*Data listing:*
━━━
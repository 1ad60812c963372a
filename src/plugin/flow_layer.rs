//! Logic relating to [FlowField] generation and publishing
//!

use crate::prelude::*;
use bevy::{
	prelude::*,
	tasks::{block_on, futures_lite::future, AsyncComputeTaskPool, Task},
};

/// Request that the [FlowField] of an entity, or of every entity, is
/// recalculated from its [Level]
#[derive(Event, Debug, Clone, Copy, PartialEq, Eq)]
pub struct EventRecomputeFlowField(Option<Entity>);

impl EventRecomputeFlowField {
	/// Recompute every entity with a [Level] and a [FlowFieldEngine]
	pub fn all() -> Self {
		EventRecomputeFlowField(None)
	}
	/// Recompute a single entity
	pub fn for_entity(entity: Entity) -> Self {
		EventRecomputeFlowField(Some(entity))
	}
	pub fn get_entity(&self) -> Option<Entity> {
		self.0
	}
}

/// Request that the [FlowField] of an entity, or of every entity, is
/// dropped
#[derive(Event, Debug, Clone, Copy, PartialEq, Eq)]
pub struct EventInvalidateFlowField(Option<Entity>);

impl EventInvalidateFlowField {
	/// Invalidate every [FlowFieldEngine]
	pub fn all() -> Self {
		EventInvalidateFlowField(None)
	}
	/// Invalidate a single entity
	pub fn for_entity(entity: Entity) -> Self {
		EventInvalidateFlowField(Some(entity))
	}
	pub fn get_entity(&self) -> Option<Entity> {
		self.0
	}
}

/// Emitted whenever a new [FlowField] has been published
#[derive(Event, Debug, Clone, Copy, PartialEq, Eq)]
pub struct EventFlowFieldPublished {
	/// Owner of the [FlowFieldEngine]
	entity: Entity,
	/// Generation of the published field
	generation: u64,
}

impl EventFlowFieldPublished {
	/// Create a new instance of [EventFlowFieldPublished]
	pub fn new(entity: Entity, generation: u64) -> Self {
		EventFlowFieldPublished { entity, generation }
	}
	pub fn get_entity(&self) -> Entity {
		self.entity
	}
	pub fn get_generation(&self) -> u64 {
		self.generation
	}
}

/// A recompute running on the [AsyncComputeTaskPool]. Inserting a new one
/// drops (and so cancels) any task already in flight
#[derive(Component)]
pub struct PendingRecompute(Task<Result<FlowField, RecomputeError>>);

/// Which entities a batch of events applies to
#[derive(Default)]
struct Targets {
	/// At least one event asked for every entity
	all: bool,
	/// Specific entities
	entities: Vec<Entity>,
}

impl Targets {
	/// Coalesce the entities of a batch of events
	fn from_requests(requests: impl Iterator<Item = Option<Entity>>) -> Self {
		let mut targets = Targets::default();
		for request in requests {
			match request {
				None => targets.all = true,
				Some(entity) => {
					if !targets.entities.contains(&entity) {
						targets.entities.push(entity);
					}
				}
			}
		}
		targets
	}
	/// Whether the `entity` is affected
	fn contains(&self, entity: Entity) -> bool {
		self.all || self.entities.contains(&entity)
	}
	/// Whether any entity is affected
	fn is_empty(&self) -> bool {
		!self.all && self.entities.is_empty()
	}
}

/// Process [EventRecomputeFlowField], either rebuilding the [FlowField]
/// straight away or handing a copy of the [Level] to a background task
/// based on the [FlowFieldSettings] of the entity
#[cfg(not(tarpaulin_include))]
pub fn process_recompute_requests(
	mut events: EventReader<EventRecomputeFlowField>,
	mut query: Query<(
		Entity,
		&Level,
		&mut FlowFieldEngine,
		Option<&FlowFieldSettings>,
		Has<PendingRecompute>,
	)>,
	mut commands: Commands,
	mut event_published: EventWriter<EventFlowFieldPublished>,
) {
	// several systems may request a recompute in the same tick, only run once
	let targets = Targets::from_requests(events.read().map(|e| e.get_entity()));
	if targets.is_empty() {
		return;
	}
	for (entity, level, mut engine, settings, has_pending) in query.iter_mut() {
		if !targets.contains(entity) {
			continue;
		}
		let settings = settings.copied().unwrap_or_default();
		engine.set_edge_costs(settings.get_edge_costs());
		match settings.get_recompute_mode() {
			RecomputeMode::Immediate => {
				// an older background result must not replace this one
				if has_pending {
					commands.entity(entity).remove::<PendingRecompute>();
				}
				debug!("Recomputing flow field of {:?}", entity);
				if engine.recompute_level(level).is_ok() {
					event_published.write(EventFlowFieldPublished::new(
						entity,
						engine.get_generation(),
					));
				}
			}
			RecomputeMode::Background => {
				debug!("Spawning background flow field recompute for {:?}", entity);
				let snapshot = level.clone();
				let edge_costs = settings.get_edge_costs();
				let task_pool = AsyncComputeTaskPool::get();
				let task = task_pool.spawn(async move {
					build_flow_field(
						&snapshot.classifier(),
						snapshot.get_exits().get(),
						edge_costs,
					)
				});
				commands.entity(entity).insert(PendingRecompute(task));
			}
		}
	}
}

/// Check each [PendingRecompute] and publish the result once it's finished
#[cfg(not(tarpaulin_include))]
pub fn poll_background_recomputes(
	mut query: Query<(Entity, &mut FlowFieldEngine, &mut PendingRecompute)>,
	mut commands: Commands,
	mut event_published: EventWriter<EventFlowFieldPublished>,
) {
	for (entity, mut engine, mut pending) in query.iter_mut() {
		if let Some(result) = block_on(future::poll_once(&mut pending.0)) {
			commands.entity(entity).remove::<PendingRecompute>();
			if engine.apply(result).is_ok() {
				debug!("Published background flow field of {:?}", entity);
				event_published.write(EventFlowFieldPublished::new(
					entity,
					engine.get_generation(),
				));
			}
		}
	}
}

/// Process [EventInvalidateFlowField], dropping the [FlowField] and
/// cancelling any recompute still running so it cannot publish afterwards
#[cfg(not(tarpaulin_include))]
pub fn process_invalidate_requests(
	mut events: EventReader<EventInvalidateFlowField>,
	mut query: Query<(Entity, &mut FlowFieldEngine, Has<PendingRecompute>)>,
	mut commands: Commands,
) {
	let targets = Targets::from_requests(events.read().map(|e| e.get_entity()));
	if targets.is_empty() {
		return;
	}
	for (entity, mut engine, has_pending) in query.iter_mut() {
		if !targets.contains(entity) {
			continue;
		}
		engine.invalidate();
		if has_pending {
			commands.entity(entity).remove::<PendingRecompute>();
		}
	}
}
━━━
*Exercise brief:* Give back the data above, repeating every record exactly.

*Exercise solution:*
repository 1ad60812c963372a
filename src/plugin/flow_layer.rs
//! Logic relating to [FlowField] generation and publishing
//!

use crate::prelude::*;
use bevy::{
	prelude::*,
	tasks::{block_on, futures_lite::future, AsyncComputeTaskPool, Task},
};

/// Request that the [FlowField] of an entity, or of every entity, is
/// recalculated from its [Level]
#[derive(Event, Debug, Clone, Copy, PartialEq, Eq)]
pub struct EventRecomputeFlowField(Option<Entity>);

impl EventRecomputeFlowField {
	/// Recompute every entity with a [Level] and a [FlowFieldEngine]
	pub fn all() -> Self {
		EventRecomputeFlowField(None)
	}
	/// Recompute a single entity
	pub fn for_entity(entity: Entity) -> Self {
		EventRecomputeFlowField(Some(entity))
	}
	pub fn get_entity(&self) -> Option<Entity> {
		self.0
	}
}

/// Request that the [FlowField] of an entity, or of every entity, is
/// dropped
#[derive(Event, Debug, Clone, Copy, PartialEq, Eq)]
pub struct EventInvalidateFlowField(Option<Entity>);

impl EventInvalidateFlowField {
	/// Invalidate every [FlowFieldEngine]
	pub fn all() -> Self {
		EventInvalidateFlowField(None)
	}
	/// Invalidate a single entity
	pub fn for_entity(entity: Entity) -> Self {
		EventInvalidateFlowField(Some(entity))
	}
	pub fn get_entity(&self) -> Option<Entity> {
		self.0
	}
}

/// Emitted whenever a new [FlowField] has been published
#[derive(Event, Debug, Clone, Copy, PartialEq, Eq)]
pub struct EventFlowFieldPublished {
	/// Owner of the [FlowFieldEngine]
	entity: Entity,
	/// Generation of the published field
	generation: u64,
}

impl EventFlowFieldPublished {
	/// Create a new instance of [EventFlowFieldPublished]
	pub fn new(entity: Entity, generation: u64) -> Self {
		EventFlowFieldPublished { entity, generation }
	}
	pub fn get_entity(&self) -> Entity {
		self.entity
	}
	pub fn get_generation(&self) -> u64 {
		self.generation
	}
}

/// A recompute running on the [AsyncComputeTaskPool]. Inserting a new one
/// drops (and so cancels) any task already in flight
#[derive(Component)]
pub struct PendingRecompute(Task<Result<FlowField, RecomputeError>>);

/// Which entities a batch of events applies to
#[derive(Default)]
struct Targets {
	/// At least one event asked for every entity
	all: bool,
	/// Specific entities
	entities: Vec<Entity>,
}

impl Targets {
	/// Coalesce the entities of a batch of events
	fn from_requests(requests: impl Iterator<Item = Option<Entity>>) -> Self {
		let mut targets = Targets::default();
		for request in requests {
			match request {
				None => targets.all = true,
				Some(entity) => {
					if !targets.entities.contains(&entity) {
						targets.entities.push(entity);
					}
				}
			}
		}
		targets
	}
	/// Whether the `entity` is affected
	fn contains(&self, entity: Entity) -> bool {
		self.all || self.entities.contains(&entity)
	}
	/// Whether any entity is affected
	fn is_empty(&self) -> bool {
		!self.all && self.entities.is_empty()
	}
}

/// Process [EventRecomputeFlowField], either rebuilding the [FlowField]
/// straight away or handing a copy of the [Level] to a background task
/// based on the [FlowFieldSettings] of the entity
#[cfg(not(tarpaulin_include))]
pub fn process_recompute_requests(
	mut events: EventReader<EventRecomputeFlowField>,
	mut query: Query<(
		Entity,
		&Level,
		&mut FlowFieldEngine,
		Option<&FlowFieldSettings>,
		Has<PendingRecompute>,
	)>,
	mut commands: Commands,
	mut event_published: EventWriter<EventFlowFieldPublished>,
) {
	// several systems may request a recompute in the same tick, only run once
	let targets = Targets::from_requests(events.read().map(|e| e.get_entity()));
	if targets.is_empty() {
		return;
	}
	for (entity, level, mut engine, settings, has_pending) in query.iter_mut() {
		if !targets.contains(entity) {
			continue;
		}
		let settings = settings.copied().unwrap_or_default();
		engine.set_edge_costs(settings.get_edge_costs());
		match settings.get_recompute_mode() {
			RecomputeMode::Immediate => {
				// an older background result must not replace this one
				if has_pending {
					commands.entity(entity).remove::<PendingRecompute>();
				}
				debug!("Recomputing flow field of {:?}", entity);
				if engine.recompute_level(level).is_ok() {
					event_published.write(EventFlowFieldPublished::new(
						entity,
						engine.get_generation(),
					));
				}
			}
			RecomputeMode::Background => {
				debug!("Spawning background flow field recompute for {:?}", entity);
				let snapshot = level.clone();
				let edge_costs = settings.get_edge_costs();
				let task_pool = AsyncComputeTaskPool::get();
				let task = task_pool.spawn(async move {
					build_flow_field(
						&snapshot.classifier(),
						snapshot.get_exits().get(),
						edge_costs,
					)
				});
				commands.entity(entity).insert(PendingRecompute(task));
			}
		}
	}
}

/// Check each [PendingRecompute] and publish the result once it's finished
#[cfg(not(tarpaulin_include))]
pub fn poll_background_recomputes(
	mut query: Query<(Entity, &mut FlowFieldEngine, &mut PendingRecompute)>,
	mut commands: Commands,
	mut event_published: EventWriter<EventFlowFieldPublished>,
) {
	for (entity, mut engine, mut pending) in query.iter_mut() {
		if let Some(result) = block_on(future::poll_once(&mut pending.0)) {
			commands.entity(entity).remove::<PendingRecompute>();
			if engine.apply(result).is_ok() {
				debug!("Published background flow field of {:?}", entity);
				event_published.write(EventFlowFieldPublished::new(
					entity,
					engine.get_generation(),
				));
			}
		}
	}
}

/// Process [EventInvalidateFlowField], dropping the [FlowField] and
/// cancelling any recompute still running so it cannot publish afterwards
#[cfg(not(tarpaulin_include))]
pub fn process_invalidate_requests(
	mut events: EventReader<EventInvalidateFlowField>,
	mut query: Query<(Entity, &mut FlowFieldEngine, Has<PendingRecompute>)>,
	mut commands: Commands,
) {
	let targets = Targets::from_requests(events.read().map(|e| e.get_entity()));
	if targets.is_empty() {
		return;
	}
	for (entity, mut engine, has_pending) in query.iter_mut() {
		if !targets.contains(entity) {
			continue;
		}
		engine.invalidate();
		if has_pending {
			commands.entity(entity).remove::<PendingRecompute>();
		}
	}
}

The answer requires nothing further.